Having just returned from a 10-day sojourn in the beautiful and historic Greenbrier Valley, I thought some of your readers might be interested in a few observations of a traveler. While it seems away over east of the mountain, you can eat breakfast in Fairmont, dinner in Elkins and supper in Ronceverte and enjoy a day of delightful sightseeing. From Elkins to Durbin is wild enough for the most ardent lover of majestic grandeur; and the 100 miles from Durbin to Ronceverte is a vale of surpassing beauty, with a new vista at every one of the thousand turns in the road. Road, mountain, peak and wooded slope, towns and villages and fertile fields and stately homes.

Marlinton, the county seat of Pocahontas County, is situated on a pretty little plain at the confluence of Knapps Creek with the Greenbrier River. While there are only about 2,000 persons living there now, there is ample room for a city of 10,000 population, all on perfectly level ground. They have splendid grade and high school buildings, many beautiful homes and at least two fine churches, one of them costing $75,000…

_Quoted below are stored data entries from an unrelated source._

/// User model and database operations
///
/// Users are never registered through Folio itself. A local record is
/// provisioned the first time a valid identity-provider session is seen, keyed
/// by the provider's subject id, and is never mutated or deleted afterwards.
///
/// # Schema
///
/// ```sql
/// CREATE TABLE users (
///     id TEXT PRIMARY KEY,
///     email TEXT NOT NULL,
///     created_at TIMESTAMPTZ NOT NULL DEFAULT NOW(),
///     CONSTRAINT users_email_key UNIQUE (email)
/// );
/// ```
///
/// # Example
///
/// ```no_run
/// use folio_shared::models::user::{User, NewUser};
/// use folio_shared::db::pool::{create_pool, DatabaseConfig};
///
/// # async fn example() -> Result<(), Box<dyn std::error::Error>> {
/// let pool = create_pool(DatabaseConfig::default()).await?;
///
/// let user = User::create(
///     &pool,
///     NewUser {
///         id: "8f2c0d9e-5a1b-4c3d-9e8f-7a6b5c4d3e2f".to_string(),
///         email: "editor@example.com".to_string(),
///     },
/// )
/// .await?;
///
/// let found = User::find_by_email(&pool, "editor@example.com").await?;
/// assert_eq!(found.map(|u| u.id), Some(user.id));
/// # Ok(())
/// # }
/// ```

use chrono::{DateTime, Utc};
use serde::{Deserialize, Serialize};
use sqlx::PgPool;

/// Unique constraint backing email uniqueness
pub const EMAIL_CONSTRAINT: &str = "users_email_key";

/// Primary key constraint of the users table
pub const PRIMARY_KEY_CONSTRAINT: &str = "users_pkey";

/// A local user record
#[derive(Debug, Clone, PartialEq, Eq, Serialize, Deserialize, sqlx::FromRow)]
pub struct User {
    /// Identity provider subject id
    pub id: String,

    /// Email address claimed by the identity provider
    ///
    /// Unique across all users
    pub email: String,

    /// When the record was provisioned
    pub created_at: DateTime<Utc>,
}

/// Input for provisioning a user
#[derive(Debug, Clone, Serialize, Deserialize)]
pub struct NewUser {
    /// Identity provider subject id, used verbatim as the local id
    pub id: String,

    /// Email address
    pub email: String,
}

impl User {
    /// Inserts a new user
    ///
    /// # Errors
    ///
    /// Returns an error if:
    /// - The email or id already exists (unique constraint violation)
    /// - Database connection fails
    pub async fn create(pool: &PgPool, data: NewUser) -> Result<Self, sqlx::Error> {
        let user = sqlx::query_as::<_, User>(
            r#"
            INSERT INTO users (id, email)
            VALUES ($1, $2)
            RETURNING id, email, created_at
            "#,
        )
        .bind(data.id)
        .bind(data.email)
        .fetch_one(pool)
        .await?;

        Ok(user)
    }

    /// Finds a user by id
    pub async fn find_by_id(pool: &PgPool, id: &str) -> Result<Option<Self>, sqlx::Error> {
        let user = sqlx::query_as::<_, User>(
            r#"
            SELECT id, email, created_at
            FROM users
            WHERE id = $1
            "#,
        )
        .bind(id)
        .fetch_optional(pool)
        .await?;

        Ok(user)
    }

    /// Finds a user by exact email address
    pub async fn find_by_email(pool: &PgPool, email: &str) -> Result<Option<Self>, sqlx::Error> {
        let user = sqlx::query_as::<_, User>(
            r#"
            SELECT id, email, created_at
            FROM users
            WHERE email = $1
            "#,
        )
        .bind(email)
        .fetch_optional(pool)
        .await?;

        Ok(user)
    }

    /// Counts provisioned users
    pub async fn count(pool: &PgPool) -> Result<i64, sqlx::Error> {
        let (count,): (i64,) = sqlx::query_as("SELECT COUNT(*) FROM users")
            .fetch_one(pool)
            .await?;

        Ok(count)
    }
}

While in Marlinton, I was a dinner guest in the home of Editor Price of The Pocahontas Times and his delightful family. The office of the Times is a veritable museum of pioneer relics. Here is the finest private collection of arrow heads, spearheads, axes, pottery and other Indian artifacts that I have seen anywhere. There are some interesting geological formations in this region. There are mountains of solid limestone from 500 to 1,000 feet high, and mountains not far away in which there is no limestone at all. The uplands around Hillsboro are a beautiful and fertile farming plateau, while Droop Mountain, of solid limestone, lifts its head above the clouds 2,000 feet from the river at its base. I stopped to rest awhile in the very lap of old Droop and eat a fine dinner of stewed chicken, honey and biscuits. (Don’t tell this to Larry Boggs.)

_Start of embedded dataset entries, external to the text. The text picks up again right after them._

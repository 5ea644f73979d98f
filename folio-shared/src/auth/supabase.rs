/// Supabase (GoTrue) identity provider
///
/// Session tokens are verified locally against the project's JWT secret.
/// Sign-in, sign-up and sign-out are forwarded to the GoTrue REST endpoints
/// under `{SUPABASE_URL}/auth/v1/`, authenticated with the project's anon key.
///
/// # Example
///
/// ```no_run
/// use folio_shared::auth::provider::IdentityProvider;
/// use folio_shared::auth::supabase::{SupabaseConfig, SupabaseProvider};
///
/// # async fn example() -> Result<(), Box<dyn std::error::Error>> {
/// let provider = SupabaseProvider::new(SupabaseConfig {
///     url: "https://project.supabase.co".to_string(),
///     anon_key: "anon-key".to_string(),
///     jwt_secret: "project-jwt-secret".to_string(),
///     request_timeout_seconds: 10,
/// })?;
///
/// let tokens = provider.sign_in("editor@example.com", "hunter22").await?;
/// let session = provider.get_session(&tokens.access_token).await?;
/// # Ok(())
/// # }
/// ```

use std::time::Duration;

use async_trait::async_trait;
use reqwest::{header, StatusCode};
use serde::Serialize;
use serde_json::Value;
use tracing::{debug, warn};

use super::jwt::validate_session_token;
use super::provider::{
    ExternalSession, IdentityProvider, ProviderError, ProviderTokens, SignUpOutcome,
};

const UNCONFIRMED_EMAIL_MESSAGE: &str =
    "Please confirm your email address before signing in. Check your inbox for the confirmation link.";

/// Connection settings for a Supabase project
#[derive(Debug, Clone)]
pub struct SupabaseConfig {
    /// Project URL, e.g. `https://abc.supabase.co`
    pub url: String,

    /// Public anon key sent as `apikey`
    pub anon_key: String,

    /// Secret used to verify access tokens
    pub jwt_secret: String,

    /// Timeout for calls to the auth server (seconds)
    pub request_timeout_seconds: u64,
}

#[derive(Serialize)]
struct PasswordCredentials<'a> {
    email: &'a str,
    password: &'a str,
}

/// GoTrue-backed [`IdentityProvider`]
#[derive(Clone)]
pub struct SupabaseProvider {
    http: reqwest::Client,
    config: SupabaseConfig,
}

impl SupabaseProvider {
    /// Builds the provider and its HTTP client
    pub fn new(config: SupabaseConfig) -> Result<Self, ProviderError> {
        let http = reqwest::Client::builder()
            .timeout(Duration::from_secs(config.request_timeout_seconds))
            .build()
            .map_err(|e| ProviderError::Unavailable(format!("HTTP client: {}", e)))?;

        Ok(Self { http, config })
    }

    fn endpoint(&self, path: &str) -> String {
        format!("{}/auth/v1/{}", self.config.url.trim_end_matches('/'), path)
    }

    async fn post_json<T: Serialize + ?Sized>(
        &self,
        path: &str,
        body: &T,
        bearer: Option<&str>,
    ) -> Result<reqwest::Response, ProviderError> {
        let mut request = self
            .http
            .post(self.endpoint(path))
            .header("apikey", &self.config.anon_key)
            .json(body);

        if let Some(token) = bearer {
            request = request.header(header::AUTHORIZATION, format!("Bearer {}", token));
        }

        request.send().await.map_err(|e| {
            warn!(error = %e, path, "Identity provider request failed");
            ProviderError::Unavailable(e.to_string())
        })
    }
}

/// Pulls a human-readable message out of a GoTrue error body
fn rejection_message(body: &Value) -> Option<String> {
    ["error_description", "msg", "message", "error"]
        .iter()
        .find_map(|key| body.get(*key).and_then(Value::as_str))
        .map(|message| {
            if message.to_lowercase().contains("email not confirmed") {
                UNCONFIRMED_EMAIL_MESSAGE.to_string()
            } else {
                message.to_string()
            }
        })
}

/// Converts a non-success response into a provider error
async fn rejection(response: reqwest::Response) -> ProviderError {
    let status = response.status();
    let body: Value = response.json().await.unwrap_or(Value::Null);

    if status.is_server_error() {
        return ProviderError::Unavailable(format!("auth server returned {}", status));
    }

    ProviderError::Rejected(
        rejection_message(&body).unwrap_or_else(|| format!("Request rejected ({})", status)),
    )
}

fn parse_tokens(body: Value) -> Result<ProviderTokens, ProviderError> {
    serde_json::from_value(body).map_err(|e| ProviderError::Protocol(e.to_string()))
}

#[async_trait]
impl IdentityProvider for SupabaseProvider {
    async fn get_session(&self, access_token: &str) -> Result<Option<ExternalSession>, ProviderError> {
        match validate_session_token(access_token, &self.config.jwt_secret) {
            Ok(claims) => Ok(Some(ExternalSession {
                session_id: claims.effective_session_id(),
                subject: claims.sub,
                email: claims.email,
            })),
            Err(e) => {
                debug!(error = %e, "Session token rejected");
                Ok(None)
            }
        }
    }

    async fn sign_in(&self, email: &str, password: &str) -> Result<ProviderTokens, ProviderError> {
        let response = self
            .post_json(
                "token?grant_type=password",
                &PasswordCredentials { email, password },
                None,
            )
            .await?;

        if !response.status().is_success() {
            return Err(rejection(response).await);
        }

        let body: Value = response
            .json()
            .await
            .map_err(|e| ProviderError::Protocol(e.to_string()))?;
        parse_tokens(body)
    }

    async fn sign_up(&self, email: &str, password: &str) -> Result<SignUpOutcome, ProviderError> {
        let response = self
            .post_json("signup", &PasswordCredentials { email, password }, None)
            .await?;

        if !response.status().is_success() {
            return Err(rejection(response).await);
        }

        let body: Value = response
            .json()
            .await
            .map_err(|e| ProviderError::Protocol(e.to_string()))?;

        // Auto-confirmed projects return a session; others return the bare user.
        if body.get("access_token").is_some() {
            Ok(SignUpOutcome::SignedIn(parse_tokens(body)?))
        } else {
            Ok(SignUpOutcome::ConfirmationRequired)
        }
    }

    async fn sign_out(&self, access_token: &str) -> Result<(), ProviderError> {
        let response = self
            .post_json("logout", &serde_json::json!({}), Some(access_token))
            .await?;

        match response.status() {
            status if status.is_success() => Ok(()),
            // Already revoked or expired; nothing left to sign out.
            StatusCode::UNAUTHORIZED | StatusCode::NOT_FOUND => Ok(()),
            _ => Err(rejection(response).await),
        }
    }
}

There are springs issuing from some of these limestone mountains large enough to turn a mill wheel. One spring, near Buckeye, issues from a cave in which there are plenty of brook trout, and a mile below the spring is an old mill that used to be run by the stream from this and a smaller County, I drank from an alum spring that seemed capable of supplying all the people of West Virginia with alum. Some of these springs contain almost every soluble mineral. This is especially true of the Blue and White Sulphur Springs of Greenbrier County. Four or five miles east of Renick, on a limestone upland, is the finest view that I have ever looked upon, and I have looked over Uncle Sam’s farm from Plymouth Rock in Massachusetts to the border of Texas. I wish I could describe it that you might see it through my eyes.

Both Pocahontas and Greenbrier counties are raising a great many fine sheep, and on these limestone uplands they are growing as fine of wheat as one could wish to see. The large tanneries and lumber mills along the river furnish employment to many men and the people seem to be prosperous and happy…

MARRIED
July 1, 1925, at the Methodist Parsonage at White Sulphur Springs, Miss Amanda Susan Taylor and Mr. Pinkney Edwin Doyle, of Stony Bottom.

BIRTHS

Born to Mr. and Mrs. Oley Jackson, near Marlinton, July 1, a daughter.

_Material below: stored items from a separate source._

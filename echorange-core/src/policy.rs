//! Fixed measurement and display policy
//!
//! These are constants of the domain, not configuration. Timings are in
//! milliseconds unless the name says otherwise.

/// Trigger period
pub const TRIGGER_PERIOD_MS: u64 = 10;

/// Width of the trigger pulse that starts one echo cycle
pub const TRIGGER_PULSE_US: u32 = 10;

/// Bound on the converter's wait for a pulse duration
pub const DURATION_TIMEOUT_MS: u64 = 50;

/// Bound on the coordinator's wait for the trigger signal
pub const TRIGGER_TIMEOUT_MS: u64 = 50;

/// Bound on the coordinator's wait for a distance sample after a trigger
pub const SAMPLE_TIMEOUT_MS: u64 = 50;

/// Age after which the last reading is no longer shown as current
pub const STALE_AFTER_MS: u64 = 500;

/// Hold after rendering a valid reading
pub const VALID_HOLD_MS: u64 = 50;

/// Hold after rendering an error frame
pub const ERROR_HOLD_MS: u64 = 150;

/// Largest distance the sensor is trusted for (inclusive)
pub const MAX_RANGE_CM: f32 = 200.0;

/// Microseconds of round trip per centimeter of distance
pub const US_PER_CM: f32 = 58.0;

/// Bar length at full scale, equal to the display width
pub const BAR_FULL_SCALE_PX: u32 = 128;

/// Longest a coordinator cycle can take when no data arrives at all
///
/// Trigger wait, sample wait, then the error hold.
pub const MAX_IDLE_CYCLE_MS: u64 = TRIGGER_TIMEOUT_MS + SAMPLE_TIMEOUT_MS + ERROR_HOLD_MS;

#[cfg(test)]
mod tests {
    use super::*;

    #[test]
    fn test_idle_cycle_budget() {
        assert!(TRIGGER_TIMEOUT_MS + SAMPLE_TIMEOUT_MS <= 100);
        assert_eq!(MAX_IDLE_CYCLE_MS, 250);
    }

    #[test]
    fn test_valid_refreshes_faster_than_errors() {
        assert!(VALID_HOLD_MS < ERROR_HOLD_MS);
    }
}
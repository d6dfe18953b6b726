//! Display hardware
//!
//! Panel drivers implementing [`echorange_display::Surface`].

pub mod ssd1306;

pub use ssd1306::Ssd1306;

Born to Mr. and Mrs. Howard McNeill, of Onoto, July 17, a son.

Born to Mr. and Mrs. Herbert Vaughan, at Raywood, July 16, 1925, a 10-pound boy.

DIED

Thomas Houchin died at a hospital in Ronceverte Monday evening, July 13, 1925. His age was 67 years. On Tuesday his body was buried at the cemetery near his late home on Back Alleghany Mountain. Mr. Houchin is survived by his wife who was Miss Mary McNeill, a sister of Joe B. McNeill, near Marlinton. Their children are Mrs. Walter Beverage, of Hosterman; Mrs. Clara Ronner, of Salty Fork; Cecil, Elmer and Harper. One son, Ward, was killed in France in the World War as a member of the American Expedition Forces.

– – –

Infant son of Mr. and Mrs. Hubert Ervine, July 17, 1925, aged six weeks.

– – –

Elijah Cogar, 81, died at the home of his daughter, Mrs. Fred Galford, July 17, 1925. The funeral service was conducted from the West Union Church with burial in the Cochran Graveyard.

– – –

Miss Ethel Dean, aged about 22 years, died at the home of her father, Issac Dean, near Rimel.